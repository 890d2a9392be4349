//! # Global runtime configuration.
//!
//! Provides [`Config`] centralized settings for the consumer server, the
//! broker and the ID generator.
//!
//! Config is used in three ways:
//! 1. **Server creation**: `Server::new(config)`
//! 2. **Consumer defaults**: `Consumer::with_defaults(name, sub, handler, &config)`
//! 3. **Broker/ID setup**: `Broker::new(config.id_generator())`
//!
//! ## Loading
//! [`Config::load`] merges, in order: defaults, an optional TOML file, and
//! `EVENTVISOR_*` environment variables (e.g. `EVENTVISOR_MAX_HANDLERS=8`).
//!
//! ## Sentinel values
//! - `grace = 0s` → wait for drain indefinitely (no grace timeout)
//! - `machine_id = None` → random machine id per generator
//! - `stream_keepalive = 0s` → keep-alive frames disabled

use std::path::Path;
use std::time::Duration;

use figment::{
    providers::{Env, Format, Serialized, Toml},
    Figment,
};
use serde::{Deserialize, Serialize};

use crate::error::ConfigError;
use crate::ids::Sonyflake;
use crate::record::{EventRecord, EventRecordBuilder};

/// Environment prefix for overrides.
pub const ENV_PREFIX: &str = "EVENTVISOR_";

/// Global configuration for the eventvisor runtime.
///
/// ## Field semantics
/// - `max_handlers`: default per-subscription handler cap (min 1)
/// - `bus_capacity`: lifecycle bus ring buffer size (min 1)
/// - `grace`: upper bound for the server drain (`0s` = unbounded)
/// - `service_name`: default source tag for event records
/// - `machine_id`: Sonyflake machine id (`None` = random)
/// - `stream_keepalive`: SSE keep-alive interval (`0s` = disabled)
/// - `kafka_brokers`: broker endpoints handed to the transport layer
#[derive(Clone, Debug, Serialize, Deserialize)]
#[serde(default)]
pub struct Config {
    /// Default maximum number of concurrently running handlers per consumer.
    pub max_handlers: usize,

    /// Capacity of the lifecycle bus broadcast channel ring buffer.
    ///
    /// Slow listeners that lag behind more than `bus_capacity` events skip
    /// older items.
    pub bus_capacity: usize,

    /// Maximum time to wait for all consumers to drain after shutdown.
    #[serde(with = "duration_secs")]
    pub grace: Duration,

    /// Service name stamped on event records created through [`Config::record`].
    pub service_name: String,

    /// Machine id for the distributed ID generator.
    pub machine_id: Option<u16>,

    /// Keep-alive interval for server-sent event streams.
    #[serde(with = "duration_secs")]
    pub stream_keepalive: Duration,

    /// Message broker endpoints (consumed by the transport, not by the engine).
    pub kafka_brokers: Vec<String>,
}

impl Config {
    /// Loads configuration from defaults, an optional TOML file and the environment.
    ///
    /// A missing file is not an error; defaults are used instead.
    pub fn load(path: Option<&Path>) -> Result<Self, ConfigError> {
        let mut figment = Figment::from(Serialized::defaults(Config::default()));
        if let Some(path) = path {
            figment = figment.merge(Toml::file(path));
        }
        let cfg: Config = figment.merge(Env::prefixed(ENV_PREFIX)).extract()?;
        Ok(cfg)
    }

    /// Returns the handler cap clamped to a minimum of 1.
    #[inline]
    pub fn max_handlers_clamped(&self) -> usize {
        self.max_handlers.max(1)
    }

    /// Returns a bus capacity clamped to a minimum of 1.
    #[inline]
    pub fn bus_capacity_clamped(&self) -> usize {
        self.bus_capacity.max(1)
    }

    /// Returns the drain grace period as an `Option`.
    ///
    /// - `None` → wait indefinitely
    /// - `Some(d)` → give up after `d`
    #[inline]
    pub fn grace_period(&self) -> Option<Duration> {
        if self.grace == Duration::ZERO {
            None
        } else {
            Some(self.grace)
        }
    }

    /// Returns the SSE keep-alive interval as an `Option`.
    #[inline]
    pub fn keepalive(&self) -> Option<Duration> {
        if self.stream_keepalive == Duration::ZERO {
            None
        } else {
            Some(self.stream_keepalive)
        }
    }

    /// Comma-joined broker list, as expected by `KAFKA_BROKERS`-style settings.
    pub fn kafka_broker_list(&self) -> String {
        self.kafka_brokers.join(",")
    }

    /// Starts an event record stamped with the configured service name.
    pub fn record(&self, content: Vec<u8>) -> EventRecordBuilder {
        EventRecord::builder(&self.service_name, content)
    }

    /// Builds a Sonyflake generator using the configured machine id.
    pub fn id_generator(&self) -> Sonyflake {
        match self.machine_id {
            Some(id) => Sonyflake::with_machine_id(id),
            None => Sonyflake::new(),
        }
    }
}

impl Default for Config {
    /// Default configuration:
    ///
    /// - `max_handlers = 10`
    /// - `bus_capacity = 1024`
    /// - `grace = 0s` (unbounded drain)
    /// - `service_name = "EXAMPLE-SERVICE"`
    /// - `machine_id = None`
    /// - `stream_keepalive = 15s`
    /// - `kafka_brokers = ["0.0.0.0:9092"]`
    fn default() -> Self {
        Self {
            max_handlers: 10,
            bus_capacity: 1024,
            grace: Duration::ZERO,
            service_name: "EXAMPLE-SERVICE".to_string(),
            machine_id: None,
            stream_keepalive: Duration::from_secs(15),
            kafka_brokers: vec!["0.0.0.0:9092".to_string()],
        }
    }
}

/// Durations are written as whole seconds in files and env vars.
mod duration_secs {
    use std::time::Duration;

    use serde::{Deserialize, Deserializer, Serializer};

    pub fn serialize<S: Serializer>(d: &Duration, s: S) -> Result<S::Ok, S::Error> {
        s.serialize_u64(d.as_secs())
    }

    pub fn deserialize<'de, D: Deserializer<'de>>(d: D) -> Result<Duration, D::Error> {
        u64::deserialize(d).map(Duration::from_secs)
    }
}

#[cfg(test)]
mod tests {
    use super::*;

    #[test]
    fn defaults_have_unbounded_grace() {
        let cfg = Config::default();
        assert_eq!(cfg.grace_period(), None);
        assert_eq!(cfg.max_handlers_clamped(), 10);
        assert_eq!(cfg.keepalive(), Some(Duration::from_secs(15)));
    }

    #[test]
    fn records_carry_service_name() {
        let cfg = Config {
            service_name: "billing".to_string(),
            ..Config::default()
        };
        let record = cfg.record(b"{}".to_vec()).build();
        assert_eq!(record.service_name(), "BILLING");
        assert_eq!(record.content(), b"{}");
    }

    #[test]
    fn zero_values_are_clamped() {
        let cfg = Config {
            max_handlers: 0,
            bus_capacity: 0,
            ..Config::default()
        };
        assert_eq!(cfg.max_handlers_clamped(), 1);
        assert_eq!(cfg.bus_capacity_clamped(), 1);
    }

    #[test]
    fn kafka_brokers_are_comma_joined() {
        let cfg = Config {
            kafka_brokers: vec!["a:9092".into(), "b:9092".into(), "c:9092".into()],
            ..Config::default()
        };
        assert_eq!(cfg.kafka_broker_list(), "a:9092,b:9092,c:9092");
    }

    #[test]
    fn load_merges_toml_file() {
        figment::Jail::expect_with(|jail| {
            jail.create_file(
                "eventvisor.toml",
                "max_handlers = 4\ngrace = 30\nservice_name = \"MEDIA\"\nmachine_id = 7",
            )?;
            let cfg = Config::load(Some(Path::new("eventvisor.toml"))).expect("load");
            assert_eq!(cfg.max_handlers, 4);
            assert_eq!(cfg.grace_period(), Some(Duration::from_secs(30)));
            assert_eq!(cfg.service_name, "MEDIA");
            assert_eq!(cfg.machine_id, Some(7));
            assert_eq!(cfg.bus_capacity, 1024);
            Ok(())
        });
    }

    #[test]
    fn load_without_file_uses_defaults() {
        figment::Jail::expect_with(|_jail| {
            let cfg = Config::load(None).expect("defaults load");
            assert_eq!(cfg.max_handlers, 10);
            Ok(())
        });
    }

    #[test]
    fn env_overrides_file() {
        figment::Jail::expect_with(|jail| {
            jail.create_file("eventvisor.toml", "max_handlers = 4")?;
            jail.set_env("EVENTVISOR_MAX_HANDLERS", "16");
            let cfg = Config::load(Some(Path::new("eventvisor.toml"))).expect("load");
            assert_eq!(cfg.max_handlers, 16);
            Ok(())
        });
    }
}
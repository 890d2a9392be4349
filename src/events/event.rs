//! # Runtime events emitted by the server, consumers and handler tasks.
//!
//! [`EventKind`] classifies events in three groups:
//! - **Consumer lifecycle**: starting, receive failure, drain, stopped, panicked
//! - **Handler lifecycle**: started, finished, failed, canceled, panicked
//! - **Server lifecycle**: shutdown requested, all stopped, grace exceeded
//!
//! Each [`RuntimeEvent`] carries a globally unique, monotonically increasing
//! `seq`; use it to restore order when events are observed out of order.
//!
//! ## Example
//! ```rust
//! use eventvisor::events::{EventKind, RuntimeEvent};
//!
//! let ev = RuntimeEvent::new(EventKind::ReceiveFailed)
//!     .with_consumer("orders")
//!     .with_reason("subscription closed");
//!
//! assert_eq!(ev.consumer.as_deref(), Some("orders"));
//! ```

use std::sync::atomic::{AtomicU64, Ordering as AtomicOrdering};
use std::sync::Arc;
use std::time::SystemTime;

/// Global sequence counter for event ordering.
static EVENT_SEQ: AtomicU64 = AtomicU64::new(0);

/// Classification of runtime events.
#[derive(Debug, Clone, Copy, PartialEq, Eq)]
pub enum EventKind {
    // === Consumer lifecycle ===
    /// Consumer entered its receive loop.
    ///
    /// Sets: `consumer`, `capacity` (= max handlers)
    ConsumerStarting,

    /// Subscription receive failed; the consumer stops pulling.
    ///
    /// Sets: `consumer`, `reason`
    ReceiveFailed,

    /// Consumer left its receive loop and waits for in-flight handlers.
    ///
    /// Sets: `consumer`, `in_flight` (handlers still running)
    DrainStarted,

    /// Consumer drained all handlers and returned.
    ///
    /// Sets: `consumer`
    ConsumerStopped,

    /// Consumer task died without draining; reported by the server.
    ///
    /// Sets: `consumer`, `reason`
    ConsumerPanicked,

    // === Handler lifecycle ===
    /// Handler invocation admitted and spawned.
    ///
    /// Sets: `consumer`
    HandlerStarted,

    /// Handler returned `Ok`.
    ///
    /// Sets: `consumer`
    HandlerFinished,

    /// Handler returned an error.
    ///
    /// Sets: `consumer`, `reason`
    HandlerFailed,

    /// Handler gave up after observing cancellation.
    ///
    /// Sets: `consumer`
    HandlerCanceled,

    /// Handler panicked; the panic was contained.
    ///
    /// Sets: `consumer`, `reason`
    HandlerPanicked,

    // === Server lifecycle ===
    /// Root token cancelled (close() or OS signal).
    ShutdownRequested,

    /// Every consumer drained.
    AllStopped,

    /// Drain exceeded the configured grace period.
    GraceExceeded,

    // === Subscriber workers ===
    /// Subscriber dropped an event (queue full or worker closed).
    ///
    /// Sets: `consumer` (subscriber name), `reason`
    SubscriberOverflow,

    /// Subscriber panicked while processing an event.
    ///
    /// Sets: `consumer` (subscriber name), `reason`
    SubscriberPanicked,
}

/// Runtime event with optional metadata.
#[derive(Debug, Clone)]
pub struct RuntimeEvent {
    /// Globally unique, monotonically increasing sequence number.
    pub seq: u64,
    /// Wall-clock timestamp.
    pub at: SystemTime,
    /// Event classification.
    pub kind: EventKind,
    /// Consumer (or subscriber) name, if applicable.
    pub consumer: Option<Arc<str>>,
    /// Human-readable reason (errors, overflow details, etc.).
    pub reason: Option<Arc<str>>,
    /// Handlers still running when the event was published.
    pub in_flight: Option<u32>,
    /// Handler cap of the consumer.
    pub capacity: Option<u32>,
}

impl RuntimeEvent {
    /// Creates a new event of the given kind with current timestamp and next sequence number.
    pub fn new(kind: EventKind) -> Self {
        Self {
            seq: EVENT_SEQ.fetch_add(1, AtomicOrdering::Relaxed),
            at: SystemTime::now(),
            kind,
            consumer: None,
            reason: None,
            in_flight: None,
            capacity: None,
        }
    }

    #[inline]
    pub fn with_consumer(mut self, name: impl Into<Arc<str>>) -> Self {
        self.consumer = Some(name.into());
        self
    }

    #[inline]
    pub fn with_reason(mut self, reason: impl Into<Arc<str>>) -> Self {
        self.reason = Some(reason.into());
        self
    }

    #[inline]
    pub fn with_in_flight(mut self, n: usize) -> Self {
        self.in_flight = Some(n.min(u32::MAX as usize) as u32);
        self
    }

    #[inline]
    pub fn with_capacity(mut self, n: usize) -> Self {
        self.capacity = Some(n.min(u32::MAX as usize) as u32);
        self
    }

    /// Creates a subscriber overflow event.
    #[inline]
    pub fn subscriber_overflow(subscriber: &'static str, reason: &'static str) -> Self {
        RuntimeEvent::new(EventKind::SubscriberOverflow)
            .with_consumer(subscriber)
            .with_reason(format!("subscriber={subscriber} reason={reason}"))
    }

    /// Creates a subscriber panic event.
    #[inline]
    pub fn subscriber_panicked(subscriber: &'static str, info: String) -> Self {
        RuntimeEvent::new(EventKind::SubscriberPanicked)
            .with_consumer(subscriber)
            .with_reason(info)
    }
}

#[cfg(test)]
mod tests {
    use super::*;

    #[test]
    fn sequence_is_monotonic() {
        let a = RuntimeEvent::new(EventKind::HandlerStarted);
        let b = RuntimeEvent::new(EventKind::HandlerFinished);
        assert!(b.seq > a.seq);
    }
}
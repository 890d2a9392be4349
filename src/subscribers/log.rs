//! # LogWriter: forwards runtime events to `tracing`
//!
//! Routine lifecycle events go out at `debug`, failures at `warn`, and
//! shutdown milestones at `info`.
//!
//! ## Example output (fmt subscriber)
//! ```text
//! INFO  eventvisor: consumer starting consumer="orders" max_handlers=10
//! WARN  eventvisor: handler failed consumer="orders" reason="invalid field"
//! INFO  eventvisor: consumer stopped consumer="orders"
//! ```

use async_trait::async_trait;
use tracing::{debug, info, warn};

use crate::events::{EventKind, RuntimeEvent};
use crate::subscribers::Subscribe;

/// Event writer subscriber.
#[derive(Default)]
pub struct LogWriter;

impl LogWriter {
    #[must_use]
    pub fn new() -> Self {
        Self
    }
}

#[async_trait]
impl Subscribe for LogWriter {
    async fn on_event(&self, e: &RuntimeEvent) {
        let consumer = e.consumer.as_deref().unwrap_or("-");
        let reason = e.reason.as_deref().unwrap_or("-");
        match e.kind {
            EventKind::ConsumerStarting => {
                info!(target: "eventvisor", consumer, max_handlers = ?e.capacity, "consumer starting");
            }
            EventKind::ReceiveFailed => {
                warn!(target: "eventvisor", consumer, reason, "subscription receive failed");
            }
            EventKind::DrainStarted => {
                info!(target: "eventvisor", consumer, in_flight = ?e.in_flight, "draining handlers");
            }
            EventKind::ConsumerStopped => {
                info!(target: "eventvisor", consumer, "consumer stopped");
            }
            EventKind::ConsumerPanicked => {
                warn!(target: "eventvisor", consumer, reason, "consumer panicked");
            }
            EventKind::HandlerStarted => {
                debug!(target: "eventvisor", consumer, seq = e.seq, "handler started");
            }
            EventKind::HandlerFinished => {
                debug!(target: "eventvisor", consumer, seq = e.seq, "handler finished");
            }
            EventKind::HandlerFailed => {
                warn!(target: "eventvisor", consumer, reason, "handler failed");
            }
            EventKind::HandlerCanceled => {
                debug!(target: "eventvisor", consumer, seq = e.seq, "handler canceled");
            }
            EventKind::HandlerPanicked => {
                warn!(target: "eventvisor", consumer, reason, "handler panicked");
            }
            EventKind::ShutdownRequested => {
                info!(target: "eventvisor", "shutdown requested");
            }
            EventKind::AllStopped => {
                info!(target: "eventvisor", "all consumers stopped");
            }
            EventKind::GraceExceeded => {
                warn!(target: "eventvisor", reason, "grace exceeded");
            }
            EventKind::SubscriberOverflow => {
                warn!(target: "eventvisor", subscriber = consumer, reason, "subscriber overflow");
            }
            EventKind::SubscriberPanicked => {
                warn!(target: "eventvisor", subscriber = consumer, reason, "subscriber panicked");
            }
        }
    }

    fn name(&self) -> &'static str {
        "LogWriter"
    }
}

---*---

◆ **PROBLEM TO SOLVE**
Look through the records and gather each line with the word "unique".

◆ **WRITTEN RESPONSE**
//! Each [`RuntimeEvent`] carries a globally unique, monotonically increasing
    /// Globally unique, monotonically increasing sequence number.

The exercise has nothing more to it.